In a thought-provoking post on X (formerly Twitter), Akshat Shrivastava, Founder of Wisdom Hatch, highlighted how aggressive US dollar printing is reshaping global financial dynamics, with emerging economies like India bearing the brunt of the fallout.
“60% of all USD in the world has come in the last 5 years. Despite crazy money printing by the US, it is not the US$ that has fallen, it is the INR. In the last 5 years, INR has dropped by more than 20%,” Shrivastava noted.
At first glance, the phenomenon appears counterintuitive. With trillions of dollars printed, one might expect the dollar to lose value against weaker currencies. But Shrivastava explained that the US cleverly exports inflation worldwide, disproportionately hurting weaker fiat currencies such as the Indian rupee.
“When more USD gets printed, fiat currencies as an asset class lose value. The weak ones lose value faster. So INR keeps losing value faster than USD,” he wrote.
The Stablecoin Shift
Looking ahead, Shrivastava warned of a new chapter in global finance — the rise of US-backed Stablecoins. He suggested that the US could peg the dollar to a blockchain-based stablecoin, amplifying the speed at which inflation is exported to countries like India.
Currently, about 70% of USD is held domestically in the US and 30% abroad. Shrivastava argued that with stablecoins, this balance could shift rapidly, leading to steeper inflation cycles in India and other emerging markets.
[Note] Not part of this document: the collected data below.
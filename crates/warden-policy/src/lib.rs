// Copyright (c) 2025 Geoffrey Huntley <ghuntley@ghuntley.com>. All rights reserved.
// SPDX-License-Identifier: Proprietary

//! Policy-based access control for request targets.
//!
//! This crate decides whether the current actor may reach a request target
//! (typically a controller action) and, when not, reports why:
//!
//! - [`SecurityConfiguration`]: registry of [`PolicyContainer`]s keyed by
//!   [`TargetKey`], plus the active [`PolicyAppendStrategy`] and the
//!   `ignore_missing_configuration` flag
//! - [`Policy`]: a single rule such as [`RequireRolePolicy`]
//! - [`PolicyRunner`]: resolves and enforces a target, yielding a [`Decision`]
//! - [`TextReporter`] / [`JsonReporter`]: the "what do I have" diagnostics
//!
//! Authentication is out of scope; the actor arrives as a [`SecurityContext`].
//!
//! # Usage
//!
//! ```
//! use std::sync::Arc;
//! use warden_policy::{ActorContext, Policy, PolicyRunner, SecurityConfiguration, TargetKey};
//!
//! let configuration = Arc::new(SecurityConfiguration::new());
//! configuration
//!     .configure(|c| {
//!         c.for_action("Admin", "Index")?
//!             .add_policy(Policy::require_role(["admin"])?);
//!         Ok(())
//!     })
//!     .unwrap();
//!
//! let runner = PolicyRunner::new(Arc::clone(&configuration));
//! let target = TargetKey::action("Admin", "Index").unwrap();
//!
//! let decision = runner
//!     .run(&target, &ActorContext::authenticated(["admin"]))
//!     .unwrap();
//! assert!(decision.is_allowed());
//! assert_eq!(
//!     configuration.what_do_i_have(),
//!     "Admin/Index\n\tRequireRolePolicy (admin)"
//! );
//! ```

pub mod configuration;
pub mod container;
pub mod context;
pub mod error;
pub mod policy;
pub mod report;
pub mod runner;
pub mod strategy;
pub mod types;

pub use configuration::{
	ConfigurationExpression, ConfigurationSnapshot, ContainerExpression, SecurityConfiguration,
};
pub use container::PolicyContainer;
pub use context::{ActorContext, SecurityContext};
pub use error::{ConfigurationError, ConfigurationResult, PolicyViolation};
pub use policy::{Policy, PolicyKind, RequireAllRolesPolicy, RequireRolePolicy};
pub use report::{ConfigurationReporter, JsonReporter, TextReporter};
pub use runner::{evaluate, Decision, PolicyRunner};
pub use strategy::{PolicyAppendStrategy, UnknownAppendStrategy};
pub use types::{Role, TargetKey};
His advice to investors: “Own either inflation protection stocks or limited supply assets.”
Netizens react
The post triggered a wave of online discussion. One user praised the sharp analysis, writing, “Dollar strength is less about printing and more about trust and demand. As long as the world settles trade and debt in USD, weaker currencies will bear the brunt. Stablecoins could turbocharge this effect by making USD even more liquid and borderless. The real hedge for us is owning productive assets that can’t be inflated away.”
Another warned of a looming global reset, “As long as international trade and settlement happens in USD, it can continue printing USD without any worry whatsoever. But the great reset is coming faster than expected. The USD will eventually free fall, that’s when all fiat across the globe will become junk along with USD.”
Shrivastava’s take underscores a deepening debate in financial circles: is the dollar’s dominance unshakable, or is the world inching closer to a disruptive monetary reset?